▶ _Exercise prompt_
Within the material below, filter for lines that hold the word "reaches".

▶ _Data records_
==============================

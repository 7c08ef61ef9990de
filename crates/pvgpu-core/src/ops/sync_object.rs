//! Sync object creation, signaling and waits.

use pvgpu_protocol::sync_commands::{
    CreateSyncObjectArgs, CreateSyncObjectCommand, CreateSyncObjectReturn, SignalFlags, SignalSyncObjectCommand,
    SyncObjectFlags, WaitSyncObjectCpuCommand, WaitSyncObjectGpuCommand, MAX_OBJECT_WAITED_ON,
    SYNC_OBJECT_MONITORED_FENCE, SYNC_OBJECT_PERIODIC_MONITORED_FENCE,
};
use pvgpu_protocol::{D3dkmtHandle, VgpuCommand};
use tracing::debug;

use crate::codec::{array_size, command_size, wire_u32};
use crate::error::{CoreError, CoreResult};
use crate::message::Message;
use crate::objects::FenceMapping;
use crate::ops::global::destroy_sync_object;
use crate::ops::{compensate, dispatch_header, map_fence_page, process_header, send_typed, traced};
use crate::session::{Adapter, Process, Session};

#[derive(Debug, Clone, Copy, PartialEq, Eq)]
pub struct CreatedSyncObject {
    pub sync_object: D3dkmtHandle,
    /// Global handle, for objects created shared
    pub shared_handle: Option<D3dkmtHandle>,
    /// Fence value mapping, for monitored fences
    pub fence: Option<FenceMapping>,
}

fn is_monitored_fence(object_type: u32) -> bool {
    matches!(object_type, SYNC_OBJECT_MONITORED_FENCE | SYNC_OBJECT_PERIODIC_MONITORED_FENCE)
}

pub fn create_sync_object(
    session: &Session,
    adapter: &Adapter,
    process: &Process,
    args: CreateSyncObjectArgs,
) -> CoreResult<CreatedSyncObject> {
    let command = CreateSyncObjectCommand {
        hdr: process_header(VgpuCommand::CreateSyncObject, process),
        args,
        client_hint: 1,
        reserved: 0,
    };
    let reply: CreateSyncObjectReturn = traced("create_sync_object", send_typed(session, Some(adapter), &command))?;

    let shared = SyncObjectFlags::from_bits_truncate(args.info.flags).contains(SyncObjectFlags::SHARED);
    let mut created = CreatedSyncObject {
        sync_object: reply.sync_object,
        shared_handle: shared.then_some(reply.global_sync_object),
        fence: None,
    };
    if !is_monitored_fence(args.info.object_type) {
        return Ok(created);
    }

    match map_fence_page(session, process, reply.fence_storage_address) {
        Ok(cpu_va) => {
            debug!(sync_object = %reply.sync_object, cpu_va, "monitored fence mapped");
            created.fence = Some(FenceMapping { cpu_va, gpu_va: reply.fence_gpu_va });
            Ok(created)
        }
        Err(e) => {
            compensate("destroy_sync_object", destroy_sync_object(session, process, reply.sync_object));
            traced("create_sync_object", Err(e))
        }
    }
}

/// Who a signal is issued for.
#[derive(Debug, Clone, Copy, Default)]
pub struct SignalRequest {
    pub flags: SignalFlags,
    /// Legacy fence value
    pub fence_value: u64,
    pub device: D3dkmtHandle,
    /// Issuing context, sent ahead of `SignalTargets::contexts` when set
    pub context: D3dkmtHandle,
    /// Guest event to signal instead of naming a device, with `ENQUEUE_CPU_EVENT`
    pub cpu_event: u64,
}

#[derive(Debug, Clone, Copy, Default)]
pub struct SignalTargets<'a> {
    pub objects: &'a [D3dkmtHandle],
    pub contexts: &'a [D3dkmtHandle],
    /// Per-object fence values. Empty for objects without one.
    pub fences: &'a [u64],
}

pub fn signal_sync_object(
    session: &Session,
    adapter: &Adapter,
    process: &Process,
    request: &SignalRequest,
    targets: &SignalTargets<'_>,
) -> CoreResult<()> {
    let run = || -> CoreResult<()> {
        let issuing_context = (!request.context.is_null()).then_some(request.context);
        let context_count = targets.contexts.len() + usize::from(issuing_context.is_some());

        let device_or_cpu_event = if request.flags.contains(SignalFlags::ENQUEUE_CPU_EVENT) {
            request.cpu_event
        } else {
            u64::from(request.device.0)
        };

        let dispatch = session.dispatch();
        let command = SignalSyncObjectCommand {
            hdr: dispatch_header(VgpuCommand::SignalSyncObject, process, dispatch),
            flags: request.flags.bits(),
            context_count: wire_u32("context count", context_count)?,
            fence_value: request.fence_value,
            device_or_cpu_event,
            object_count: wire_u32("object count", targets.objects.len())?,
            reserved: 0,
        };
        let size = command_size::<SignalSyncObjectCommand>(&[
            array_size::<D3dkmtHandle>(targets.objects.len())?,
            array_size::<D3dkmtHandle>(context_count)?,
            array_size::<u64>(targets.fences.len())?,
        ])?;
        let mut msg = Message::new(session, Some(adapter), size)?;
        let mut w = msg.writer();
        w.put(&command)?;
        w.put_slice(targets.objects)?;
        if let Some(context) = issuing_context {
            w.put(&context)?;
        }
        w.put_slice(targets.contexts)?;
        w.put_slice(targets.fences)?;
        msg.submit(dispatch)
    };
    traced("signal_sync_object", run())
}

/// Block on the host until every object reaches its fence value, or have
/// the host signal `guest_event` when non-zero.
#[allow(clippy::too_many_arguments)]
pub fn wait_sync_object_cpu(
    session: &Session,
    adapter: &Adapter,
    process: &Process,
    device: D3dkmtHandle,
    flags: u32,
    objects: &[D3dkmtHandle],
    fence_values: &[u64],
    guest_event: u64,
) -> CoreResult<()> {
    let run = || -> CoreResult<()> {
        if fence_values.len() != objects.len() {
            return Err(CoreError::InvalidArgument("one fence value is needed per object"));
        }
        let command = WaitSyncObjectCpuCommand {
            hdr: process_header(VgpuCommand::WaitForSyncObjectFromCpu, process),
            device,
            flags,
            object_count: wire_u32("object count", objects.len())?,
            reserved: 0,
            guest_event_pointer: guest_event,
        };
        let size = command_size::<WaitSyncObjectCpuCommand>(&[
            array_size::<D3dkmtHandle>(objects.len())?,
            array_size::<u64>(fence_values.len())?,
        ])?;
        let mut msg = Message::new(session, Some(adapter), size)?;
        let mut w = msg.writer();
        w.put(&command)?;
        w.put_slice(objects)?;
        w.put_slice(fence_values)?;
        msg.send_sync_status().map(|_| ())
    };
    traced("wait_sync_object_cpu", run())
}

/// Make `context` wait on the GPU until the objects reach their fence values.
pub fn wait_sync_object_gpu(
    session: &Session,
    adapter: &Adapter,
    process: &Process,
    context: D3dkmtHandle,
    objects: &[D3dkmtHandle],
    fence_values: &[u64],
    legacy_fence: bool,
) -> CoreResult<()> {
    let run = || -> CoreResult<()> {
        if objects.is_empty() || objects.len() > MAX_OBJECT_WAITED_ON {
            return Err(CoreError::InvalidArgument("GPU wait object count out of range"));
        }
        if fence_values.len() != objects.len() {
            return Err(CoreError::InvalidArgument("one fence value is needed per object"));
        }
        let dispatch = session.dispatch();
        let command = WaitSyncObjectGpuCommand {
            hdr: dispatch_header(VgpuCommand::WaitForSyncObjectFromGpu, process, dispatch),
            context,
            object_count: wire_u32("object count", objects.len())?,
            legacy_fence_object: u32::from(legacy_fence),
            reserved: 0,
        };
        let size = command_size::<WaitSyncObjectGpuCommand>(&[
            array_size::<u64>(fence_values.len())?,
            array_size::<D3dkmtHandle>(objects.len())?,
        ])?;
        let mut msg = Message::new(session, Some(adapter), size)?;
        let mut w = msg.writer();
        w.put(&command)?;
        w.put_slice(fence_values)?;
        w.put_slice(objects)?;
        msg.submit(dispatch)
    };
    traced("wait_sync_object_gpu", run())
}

==============================

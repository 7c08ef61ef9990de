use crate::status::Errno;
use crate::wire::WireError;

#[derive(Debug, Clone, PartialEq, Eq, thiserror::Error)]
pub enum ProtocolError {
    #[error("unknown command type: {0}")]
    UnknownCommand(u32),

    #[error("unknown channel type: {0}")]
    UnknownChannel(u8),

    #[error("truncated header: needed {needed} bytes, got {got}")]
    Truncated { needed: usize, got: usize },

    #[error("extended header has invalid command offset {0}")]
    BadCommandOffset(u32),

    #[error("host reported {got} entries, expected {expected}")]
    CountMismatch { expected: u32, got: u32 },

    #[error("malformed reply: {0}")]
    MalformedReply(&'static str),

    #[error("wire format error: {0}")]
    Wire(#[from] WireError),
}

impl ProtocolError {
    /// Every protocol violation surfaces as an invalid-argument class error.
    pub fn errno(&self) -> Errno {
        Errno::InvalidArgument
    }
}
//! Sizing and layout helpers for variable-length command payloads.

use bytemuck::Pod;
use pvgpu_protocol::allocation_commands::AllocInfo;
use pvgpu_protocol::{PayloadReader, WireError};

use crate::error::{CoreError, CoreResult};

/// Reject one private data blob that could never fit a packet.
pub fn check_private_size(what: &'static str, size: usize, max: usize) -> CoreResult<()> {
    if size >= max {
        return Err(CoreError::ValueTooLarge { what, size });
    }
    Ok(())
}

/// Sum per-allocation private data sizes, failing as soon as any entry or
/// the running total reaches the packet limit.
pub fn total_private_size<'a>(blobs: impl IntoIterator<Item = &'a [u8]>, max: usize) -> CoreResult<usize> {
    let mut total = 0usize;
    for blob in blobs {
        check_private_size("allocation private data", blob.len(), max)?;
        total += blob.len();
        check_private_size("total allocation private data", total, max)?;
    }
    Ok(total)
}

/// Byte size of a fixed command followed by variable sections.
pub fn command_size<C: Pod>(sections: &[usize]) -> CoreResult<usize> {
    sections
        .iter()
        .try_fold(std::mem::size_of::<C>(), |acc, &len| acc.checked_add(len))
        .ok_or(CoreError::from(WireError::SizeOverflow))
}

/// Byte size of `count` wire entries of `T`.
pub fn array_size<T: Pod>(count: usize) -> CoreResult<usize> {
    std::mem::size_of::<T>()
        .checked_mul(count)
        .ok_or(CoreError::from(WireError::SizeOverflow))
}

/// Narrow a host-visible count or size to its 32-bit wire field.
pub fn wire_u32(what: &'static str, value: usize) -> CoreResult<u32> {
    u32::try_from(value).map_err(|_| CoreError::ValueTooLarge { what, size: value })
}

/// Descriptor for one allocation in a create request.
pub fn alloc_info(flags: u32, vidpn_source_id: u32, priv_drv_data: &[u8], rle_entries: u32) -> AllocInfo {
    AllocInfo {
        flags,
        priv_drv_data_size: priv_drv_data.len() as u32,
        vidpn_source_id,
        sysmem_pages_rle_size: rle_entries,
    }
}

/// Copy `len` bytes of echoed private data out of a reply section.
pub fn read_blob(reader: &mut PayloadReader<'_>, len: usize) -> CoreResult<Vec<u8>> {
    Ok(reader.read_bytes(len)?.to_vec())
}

==============================

▶ _Task output_
/// Block on the host until every object reaches its fence value, or have
/// the running total reaches the packet limit.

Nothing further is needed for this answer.